WHAT YOU SHOULD DO: Count the lines below that contain the word "BTreeMap", and reply with that number alone.

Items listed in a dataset
━━━━━━━━━━━━━━━━━━━━

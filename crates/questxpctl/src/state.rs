//! State file - users, quests and daily pools persisted between invocations
//!
//! Location: --state, then $QUESTXP_STATE, then
//! $XDG_STATE_HOME/questxp/state.json (or ~/.local/state/questxp/state.json)

use anyhow::{Context, Result};
use questxp_common::{
    AwardLog, DailyPool, EngineConfig, InMemoryQuestStore, InMemoryUserStore, QuestInstance,
    SystemClock, UserId, UserProfile, XpEngine,
};
use serde::{Deserialize, Serialize};
use std::collections::BTreeMap;
use std::fs;
use std::path::{Path, PathBuf};
use std::sync::Arc;
use tracing::debug;

/// State file name
pub const STATE_FILE: &str = "state.json";

/// On-disk state
#[derive(Debug, Clone, Default, PartialEq, Serialize, Deserialize)]
pub struct SavedState {
    #[serde(default)]
    pub users: BTreeMap<UserId, UserProfile>,
    #[serde(default)]
    pub quests: BTreeMap<UserId, Vec<QuestInstance>>,
    #[serde(default)]
    pub pools: Vec<DailyPool>,
}

impl SavedState {
    /// Load state; a missing file is an empty state
    pub fn load(path: &Path) -> Result<Self> {
        if !path.exists() {
            debug!("No state at {}, starting empty", path.display());
            return Ok(Self::default());
        }
        let contents = fs::read_to_string(path)
            .with_context(|| format!("Failed to read {}", path.display()))?;
        serde_json::from_str(&contents)
            .with_context(|| format!("Failed to parse {}", path.display()))
    }

    /// Write state through a temp file so a crash never leaves half a file
    pub fn save(&self, path: &Path) -> Result<()> {
        if let Some(parent) = path.parent() {
            if !parent.as_os_str().is_empty() {
                fs::create_dir_all(parent)
                    .with_context(|| format!("Failed to create {}", parent.display()))?;
            }
        }
        let json = serde_json::to_string_pretty(self).context("Failed to serialize state")?;
        let tmp = path.with_extension("json.tmp");
        fs::write(&tmp, json).with_context(|| format!("Failed to write {}", tmp.display()))?;
        fs::rename(&tmp, path)
            .with_context(|| format!("Failed to replace {}", path.display()))?;
        Ok(())
    }
}

/// Resolve the state file path
pub fn state_path(explicit: Option<&Path>) -> Result<PathBuf> {
    if let Some(path) = explicit {
        return Ok(path.to_path_buf());
    }
    if let Ok(path) = std::env::var("QUESTXP_STATE") {
        if !path.is_empty() {
            return Ok(PathBuf::from(path));
        }
    }
    if let Ok(xdg) = std::env::var("XDG_STATE_HOME") {
        return Ok(PathBuf::from(xdg).join("questxp").join(STATE_FILE));
    }
    let home = std::env::var("HOME").context("Cannot determine home directory")?;
    Ok(Path::new(&home)
        .join(".local")
        .join("state")
        .join("questxp")
        .join(STATE_FILE))
}

/// Engine wired to the state file
///
/// A session loads the whole file on open and replaces it on save, so one
/// process must own the file at a time. Two overlapping runs both award against
/// the remainder they loaded and the later save wins; the earlier award then
/// survives only in the award log.
pub struct Session {
    pub path: PathBuf,
    pub engine: XpEngine,
    pub quests: Arc<InMemoryQuestStore>,
    pub users: Arc<InMemoryUserStore>,
}

impl Session {
    /// Load state and build an engine on the system clock
    ///
    /// Without a configured award log, awards go to `awards.jsonl` beside the state file.
    pub fn open(path: PathBuf, config: EngineConfig) -> Result<Self> {
        config.validate()?;
        let state = SavedState::load(&path)?;

        let quests = Arc::new(InMemoryQuestStore::from_quests(state.quests));
        let users = Arc::new(InMemoryUserStore::from_profiles(state.users));

        let award_log = match &config.audit.award_log {
            Some(log) => AwardLog::with_path(log),
            None => AwardLog::in_dir(path.parent().unwrap_or_else(|| Path::new("."))),
        };

        let engine = XpEngine::new(
            config,
            quests.clone(),
            users.clone(),
            Arc::new(SystemClock),
        )
        .with_award_log(award_log);
        let restored = engine.ledger().restore(state.pools);
        debug!("Restored {} pool(s) from {}", restored, path.display());

        Ok(Self {
            path,
            engine,
            quests,
            users,
        })
    }

    /// Current state, including every pool held by the ledger
    pub async fn snapshot(&self) -> SavedState {
        SavedState {
            users: self.users.export(),
            quests: self.quests.export(),
            pools: self.engine.ledger().snapshot_all().await,
        }
    }

    /// Prune each user's expired frozen pools and write the state file
    pub async fn save(&self) -> Result<()> {
        for user in self.users.export().keys() {
            let pruned = self.engine.prune_history(user).await?;
            if pruned > 0 {
                debug!("Pruned {} frozen pool(s) for {}", pruned, user);
            }
        }
        self.snapshot().await.save(&self.path)
    }
}

#[cfg(test)]
mod tests {
    use super::*;

    #[test]
    fn test_missing_state_is_empty() {
        let dir = tempfile::tempdir().unwrap();
        let state = SavedState::load(&dir.path().join("none.json")).unwrap();
        assert_eq!(state, SavedState::default());
    }

    #[test]
    fn test_explicit_path_wins() {
        let path = state_path(Some(Path::new("/tmp/x.json"))).unwrap();
        assert_eq!(path, PathBuf::from("/tmp/x.json"));
    }

    #[test]
    fn test_corrupt_state_errors() {
        let dir = tempfile::tempdir().unwrap();
        let path = dir.path().join(STATE_FILE);
        fs::write(&path, "{ not json").unwrap();
        assert!(SavedState::load(&path).is_err());
    }
}
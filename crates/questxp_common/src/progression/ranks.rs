//! Rank Tiers
//!
//! Cosmetic status tiers derived from level. The table is ordered by `min_level`
//! and covers every level from 1 upward; the last tier is open-ended.
//!
//! Level 1-4: Novice
//! Level 5-9: Apprentice
//! Level 10-19: Adventurer
//! Level 20-34: Veteran
//! Level 35-49: Champion
//! Level 50-69: Master
//! Level 70-99: Grandmaster
//! Level 100+: Legend

use serde::Serialize;

/// A named rank tier
#[derive(Debug, Clone, Copy, PartialEq, Eq, Serialize)]
pub struct Rank {
    pub name: &'static str,
    pub min_level: u32,
    /// Inclusive upper bound; the top tier reports 999 but also covers anything above
    pub max_level: u32,
    pub icon: &'static str,
    /// Hex color for display
    pub color: &'static str,
    pub description: &'static str,
}

/// Upper bound reported by the open-ended top tier
pub const TOP_TIER_MAX_LEVEL: u32 = 999;

/// Rank tiers sorted by `min_level`
pub const RANK_TIERS: &[Rank] = &[
    Rank {
        name: "Novice",
        min_level: 1,
        max_level: 4,
        icon: "🌱",
        color: "#9CA3AF",
        description: "Just getting started",
    },
    Rank {
        name: "Apprentice",
        min_level: 5,
        max_level: 9,
        icon: "🛠",
        color: "#60A5FA",
        description: "Building steady habits",
    },
    Rank {
        name: "Adventurer",
        min_level: 10,
        max_level: 19,
        icon: "🧭",
        color: "#34D399",
        description: "Consistently clearing quests",
    },
    Rank {
        name: "Veteran",
        min_level: 20,
        max_level: 34,
        icon: "🛡",
        color: "#10B981",
        description: "Seasoned and reliable",
    },
    Rank {
        name: "Champion",
        min_level: 35,
        max_level: 49,
        icon: "⚔",
        color: "#FBBF24",
        description: "Takes on the hardest quests",
    },
    Rank {
        name: "Master",
        min_level: 50,
        max_level: 69,
        icon: "🔥",
        color: "#F97316",
        description: "Mastery through repetition",
    },
    Rank {
        name: "Grandmaster",
        min_level: 70,
        max_level: 99,
        icon: "👑",
        color: "#A855F7",
        description: "Few have come this far",
    },
    Rank {
        name: "Legend",
        min_level: 100,
        max_level: TOP_TIER_MAX_LEVEL,
        icon: "🌟",
        color: "#EF4444",
        description: "A living legend",
    },
];

/// Get the rank for a level
///
/// Picks the tier with the greatest `min_level <= level`. Levels below 1 map to the
/// first tier, so every input has exactly one answer.
pub fn rank_for_level(level: u32) -> &'static Rank {
    let idx = RANK_TIERS.partition_point(|tier| tier.min_level <= level);
    &RANK_TIERS[idx.saturating_sub(1)]
}

/// Whether moving between two levels crosses into a new tier
pub fn rank_changed(from_level: u32, to_level: u32) -> Option<&'static Rank> {
    let before = rank_for_level(from_level);
    let after = rank_for_level(to_level);
    if before.name != after.name {
        Some(after)
    } else {
        None
    }
}

impl std::fmt::Display for Rank {
    fn fmt(&self, f: &mut std::fmt::Formatter<'_>) -> std::fmt::Result {
        write!(f, "{} {}", self.icon, self.name)
    }
}
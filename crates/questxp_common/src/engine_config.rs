//! Engine Configuration
//!
//! Config file: ~/.config/questxp/config.toml or /etc/questxp/config.toml

use crate::error::EngineError;
use crate::pool::MidDayLevelPolicy;
use anyhow::{Context, Result};
use serde::{Deserialize, Serialize};
use std::fs;
use std::path::{Path, PathBuf};

/// Advisory text shown when the pool is empty
pub const DEFAULT_LIMIT_MESSAGE: &str = "Daily XP limit reached";

/// Daily pool behaviour
#[derive(Debug, Clone, PartialEq, Serialize, Deserialize)]
pub struct PoolConfig {
    /// What a level-up during the day does to that day's cap
    #[serde(default)]
    pub mid_day_level_policy: MidDayLevelPolicy,

    /// Message attached to zero awards and previews on an empty pool
    #[serde(default = "default_limit_message")]
    pub limit_message: String,
}

fn default_limit_message() -> String {
    DEFAULT_LIMIT_MESSAGE.to_string()
}

impl Default for PoolConfig {
    fn default() -> Self {
        Self {
            mid_day_level_policy: MidDayLevelPolicy::default(),
            limit_message: default_limit_message(),
        }
    }
}

/// User defaults
#[derive(Debug, Clone, Default, PartialEq, Serialize, Deserialize)]
pub struct UsersConfig {
    /// Offset used when a user's stored offset is out of range
    #[serde(default)]
    pub default_utc_offset_minutes: i32,
}

/// Award audit settings
#[derive(Debug, Clone, PartialEq, Serialize, Deserialize)]
pub struct AuditConfig {
    /// JSONL award log; disabled when unset
    #[serde(default, skip_serializing_if = "Option::is_none")]
    pub award_log: Option<PathBuf>,

    /// Frozen pools older than this many days may be pruned
    #[serde(default = "default_retain_days")]
    pub retain_days: u32,
}

fn default_retain_days() -> u32 {
    30
}

impl Default for AuditConfig {
    fn default() -> Self {
        Self {
            award_log: None,
            retain_days: default_retain_days(),
        }
    }
}

/// Main engine configuration
#[derive(Debug, Clone, Default, PartialEq, Serialize, Deserialize)]
pub struct EngineConfig {
    #[serde(default)]
    pub pool: PoolConfig,

    #[serde(default)]
    pub users: UsersConfig,

    #[serde(default)]
    pub audit: AuditConfig,
}

impl EngineConfig {
    /// Get default user config path: ~/.config/questxp/config.toml
    pub fn user_config_path() -> Result<PathBuf> {
        if let Ok(xdg) = std::env::var("XDG_CONFIG_HOME") {
            return Ok(PathBuf::from(xdg).join("questxp").join("config.toml"));
        }
        let home = std::env::var("HOME").context("Cannot determine home directory")?;
        Ok(Path::new(&home)
            .join(".config")
            .join("questxp")
            .join("config.toml"))
    }

    /// Get system config path: /etc/questxp/config.toml
    pub fn system_config_path() -> PathBuf {
        PathBuf::from("/etc/questxp/config.toml")
    }

    /// Load configuration
    ///
    /// Priority:
    /// 1. Explicit path (must exist)
    /// 2. User config (~/.config/questxp/config.toml)
    /// 3. System config (/etc/questxp/config.toml)
    /// 4. Defaults
    pub fn load(explicit: Option<&Path>) -> Result<Self> {
        if let Some(path) = explicit {
            return Self::load_from(path);
        }

        if let Ok(user_path) = Self::user_config_path() {
            if user_path.exists() {
                return Self::load_from(&user_path);
            }
        }

        let system_path = Self::system_config_path();
        if system_path.exists() {
            return Self::load_from(&system_path);
        }

        Ok(Self::default())
    }

    /// Load configuration from a specific file
    pub fn load_from(path: &Path) -> Result<Self> {
        let contents = fs::read_to_string(path)
            .with_context(|| format!("Failed to read {}", path.display()))?;
        toml::from_str(&contents).with_context(|| format!("Failed to parse {}", path.display()))
    }

    /// Save configuration to a file, creating parent directories
    pub fn save_to(&self, path: &Path) -> Result<()> {
        if let Some(parent) = path.parent() {
            fs::create_dir_all(parent)
                .with_context(|| format!("Failed to create directory {}", parent.display()))?;
        }

        let toml_string =
            toml::to_string_pretty(self).context("Failed to serialize configuration")?;

        fs::write(path, toml_string)
            .with_context(|| format!("Failed to write {}", path.display()))?;

        Ok(())
    }

    /// Check values that serde alone cannot rule out
    pub fn validate(&self) -> crate::error::Result<()> {
        if self.pool.limit_message.trim().is_empty() {
            return Err(EngineError::Config("pool.limit_message cannot be empty".into()));
        }
        let offset = self.users.default_utc_offset_minutes;
        if offset.abs() >= 24 * 60 {
            return Err(EngineError::Config(format!(
                "users.default_utc_offset_minutes out of range: {}",
                offset
            )));
        }
        Ok(())
    }

    /// Set a value by dotted key, e.g. `pool.mid_day_level_policy=raise_on_level_up`
    pub fn set(&mut self, key: &str, value: &str) -> Result<()> {
        match key {
            "pool.mid_day_level_policy" => {
                self.pool.mid_day_level_policy = MidDayLevelPolicy::parse(value).with_context(|| {
                    format!(
                        "Invalid policy: '{}'. Valid values: freeze_at_start_of_day, raise_on_level_up",
                        value
                    )
                })?;
            }
            "pool.limit_message" => {
                if value.trim().is_empty() {
                    anyhow::bail!("limit_message cannot be empty");
                }
                self.pool.limit_message = value.to_string();
            }
            "users.default_utc_offset_minutes" => {
                let minutes: i32 = value
                    .parse()
                    .with_context(|| format!("Invalid offset: '{}'", value))?;
                if minutes.abs() >= 24 * 60 {
                    anyhow::bail!("Offset must be within +/- 1439 minutes, got {}", minutes);
                }
                self.users.default_utc_offset_minutes = minutes;
            }
            "audit.award_log" => {
                self.audit.award_log = match value.trim() {
                    "" | "none" | "off" => None,
                    path => Some(PathBuf::from(path)),
                };
            }
            "audit.retain_days" => {
                self.audit.retain_days = value
                    .parse()
                    .with_context(|| format!("Invalid day count: '{}'", value))?;
            }
            _ => anyhow::bail!("Unknown configuration key: '{}'", key),
        }
        Ok(())
    }
}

━━━━━━━━━━━━━━━━━━━━

EXERCISE RESPONSE: 3